In a statement it said that, after an “exhaustive negotiation process with the state and federal governments, banking and commercial partners NAB”, it had advised its clients, families and staff that the organisation was expected to enter voluntary administration on Sunday, July 27.

The statement said the “heartbreaking” move would “directly impact 1,400 people with disability across South Australia”.

Bedford CEO Myron Mann said it remained “steadfast in our commitment to supporting each of our clients, residents and staff during this challenging time”.

“It is a devastating situation with vast personal impact,” he said. 

“Bedford provides a haven for so many South Australians and has done so for the past 80 years.

“It is an incredibly disappointing outcome not only for Bedford but for the national disability sector.”
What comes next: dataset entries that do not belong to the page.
//! # media-relay
//!
//! Relays social-media posts into remote storage as tracked background jobs.
//!
//! A submission is free text. The first http(s) URL in it becomes a job: the
//! media-fetch service downloads the post into a shared directory, the relay
//! works out which files it produced, and each file is uploaded to the storage
//! backend. Job status is kept in memory and wiped at every local midnight.
//!
//! ## Quick Start
//!
//! ```no_run
//! use media_relay::{Config, MediaRelay};
//!
//! #[tokio::main]
//! async fn main() -> Result<(), Box<dyn std::error::Error>> {
//!     let relay = MediaRelay::new(Config::default())?;
//!
//!     // Subscribe to events
//!     let mut events = relay.subscribe();
//!     tokio::spawn(async move {
//!         while let Ok(event) = events.recv().await {
//!             println!("Event: {:?}", event);
//!         }
//!     });
//!
//!     let id = relay.submit("new post https://www.xiaohongshu.com/explore/abc123")?;
//!     println!("job {id} is pending");
//!
//!     Ok(())
//! }
//! ```

#![warn(missing_docs)]
#![warn(clippy::all)]
#![warn(clippy::unwrap_used)]
#![warn(clippy::expect_used)]

/// REST API module
pub mod api;
/// Configuration types
pub mod config;
/// Error types
pub mod error;
/// URL extraction from free text
pub mod extractor;
/// Media-fetch service client
pub mod fetcher;
/// Midnight registry reset
pub mod janitor;
/// In-memory job registry
pub mod registry;
/// Pipeline orchestration (decomposed into focused submodules)
pub mod relay;
/// Mapping fetch results to files on disk
pub mod resolver;
/// Core types and events
pub mod types;
/// Storage backend upload dispatch
pub mod uploader;

// Re-export commonly used types
pub use config::Config;
pub use error::{
    ApiError, Error, ErrorDetail, FetchError, ResolutionError, Result, ToHttpStatus, UploadError,
};
pub use registry::JobRegistry;
pub use relay::MediaRelay;
pub use types::{Event, FetchResult, Job, JobId, JobStatus, MediaKind, Resource};

/// Helper function to run the relay's API server with graceful signal handling.
///
/// Serves the REST API until a termination signal arrives, then stops
/// accepting connections and calls the relay's `shutdown()` method.
///
/// - **Unix:** listens for SIGTERM and SIGINT, with fallbacks if signal registration fails.
/// - **Windows/other:** listens for Ctrl+C via `tokio::signal::ctrl_c()`.
///
/// # Example
///
/// ```no_run
/// use media_relay::{Config, MediaRelay, run_with_shutdown};
/// use std::sync::Arc;
///
/// #[tokio::main]
/// async fn main() -> Result<(), Box<dyn std::error::Error>> {
///     let relay = Arc::new(MediaRelay::new(Config::default())?);
///     relay.spawn_janitor();
///
///     // Run with automatic signal handling
///     run_with_shutdown(relay).await?;
///
///     Ok(())
/// }
/// ```
pub async fn run_with_shutdown(relay: std::sync::Arc<MediaRelay>) -> Result<()> {
    let config = relay.get_config();
    let served = api::serve_with_shutdown(relay.clone(), config, wait_for_signal()).await;

    // Drain in-flight jobs even when the server failed to start
    relay.shutdown().await?;
    served
}

#[cfg(unix)]
async fn wait_for_signal() {
    use tokio::signal::unix::{SignalKind, signal};

    // Set up signal handlers - these may fail in restricted environments (containers, tests)
    let sigterm_result = signal(SignalKind::terminate());
    let sigint_result = signal(SignalKind::interrupt());

    match (sigterm_result, sigint_result) {
        (Ok(mut sigterm), Ok(mut sigint)) => {
            tokio::select! {
                _ = sigterm.recv() => {
                    tracing::info!("Received SIGTERM signal");
                }
                _ = sigint.recv() => {
                    tracing::info!("Received SIGINT signal (Ctrl+C)");
                }
            }
        }
        (Err(e), _) => {
            tracing::warn!(error = %e, "Could not register SIGTERM handler, waiting for SIGINT only");
            if let Ok(mut sigint) = signal(SignalKind::interrupt()) {
                sigint.recv().await;
                tracing::info!("Received SIGINT signal (Ctrl+C)");
            } else {
                tracing::error!("Could not register any signal handlers, using ctrl_c fallback");
                tokio::signal::ctrl_c().await.ok();
            }
        }
        (_, Err(e)) => {
            tracing::warn!(error = %e, "Could not register SIGINT handler, waiting for SIGTERM only");
            if let Ok(mut sigterm) = signal(SignalKind::terminate()) {
                sigterm.recv().await;
                tracing::info!("Received SIGTERM signal");
            } else {
                tracing::error!("Could not register any signal handlers, using ctrl_c fallback");
                tokio::signal::ctrl_c().await.ok();
            }
        }
    }
}

#[cfg(not(unix))]
async fn wait_for_signal() {
    match tokio::signal::ctrl_c().await {
        Ok(()) => {
            tracing::info!("Received Ctrl+C signal");
        }
        Err(e) => {
            tracing::error!(error = %e, "Failed to listen for Ctrl+C signal");
        }
    }
}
He said the organisation had tried to drive change and innovation to remain financially sustainable, but “the magnitude of challenges faced, particularly in relation to the supported employment model, remain complex to navigate and unprofitable for organisations”.

According to its website, Bedford is the second-largest employer of people with disabilities in the nation, and has 22 sites across Adelaide and regional South Australia.

The service provider was established in April 1945 and has this year been celebrating its 80th anniversary.

The most recent annual report published on Bedford’s website states that the “financial result for the year is not strong on paper”.

Its financial summary for 2023/24 noted the company “incurred heavy costs” but was still “on target” to open its new $50 million advanced manufacturing and retail hub in Salisbury this year.

“All combined, the year finished with an anticipated loss,” it states.

“As we approach the midpoint of our five year strategy to become financially sustainable, we are at the low point and the benefits of heavy investment will be incrementally realised in the forward years as our new manufacturing facility comes online and the new social enterprises mature.

“The necessary restructure has required both capital and operating investment and two major acquisitions resulted in higher than normal operating expenses.”